Over the last several months, TDi Technologies has been working closely with the National Cybersecurity Center of Excellence (NCCoE) at the National Institute of Standards and Technology (NIST) on an Energy Sector Asset Management Project (ESAM).
As the country’s national lab for cybersecurity, the NCCoE brings together people from industry, technology companies, government agencies, and academia to collaborate on applied cybersecurity to address broad challenges of national importance.
I’m excited to share that the NCCoE has just released a draft guide of this cybersecurity project, titled Identity and Access Management. The guide shows how utilities can control physical and logical access to resources across the enterprise using standards, best practices, and commercially available products. The draft is available for download on the NCCoE website, and they are seeking feedback on it.
The U.S. Department of Homeland Security reported that five percent of the cybersecurity incidents its Industrial Control Systems Cyber Emergency Response Team (ICS-CERT) responded to in 2014 were tied to weak authentication, while four percent were tied to abuse of access authority.
The NCCoE worked with technology vendors like TDi to develop an example solution demonstrating a centralized identity and access management system that would make changing or revoking privileges simple and quick. The step-by-step guide, which is modular and suitable for organizations of all sizes, also maps security characteristics to guidance and best practices from NIST and other standards organizations, and to North American Electric Reliability Corporation’s Critical Infrastructure Protection standards.

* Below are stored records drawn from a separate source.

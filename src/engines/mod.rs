//! Speech synthesis engines.
//!
//! This module contains clients for external text-to-speech engines.
//!
//! # Available Engines
//!
//! Enable engines via Cargo features:
//! - `voicevox` - VOICEVOX-compatible HTTP engine (default)

#[cfg(feature = "voicevox")]
pub mod voicevox;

This practice guide can help energy companies reduce their risk by showing how commercially available technologies, like ConsoleWorks,* can be used to control access to facilities and devices from a centralized platform. The NCCoE and we think the guide helps meet a critical cybersecurity need, but we’d like to hear from you. Download the guide and provide your thoughts on the NCCoE website.
* While the example solution uses certain products, including ConsoleWorks, the NCCoE does not endorse these products in particular. The guide presents the characteristics and capabilities of those products, which an organization’s security experts can use to identify similar standards-based products that will fit within with their organization’s existing tools and infrastructure.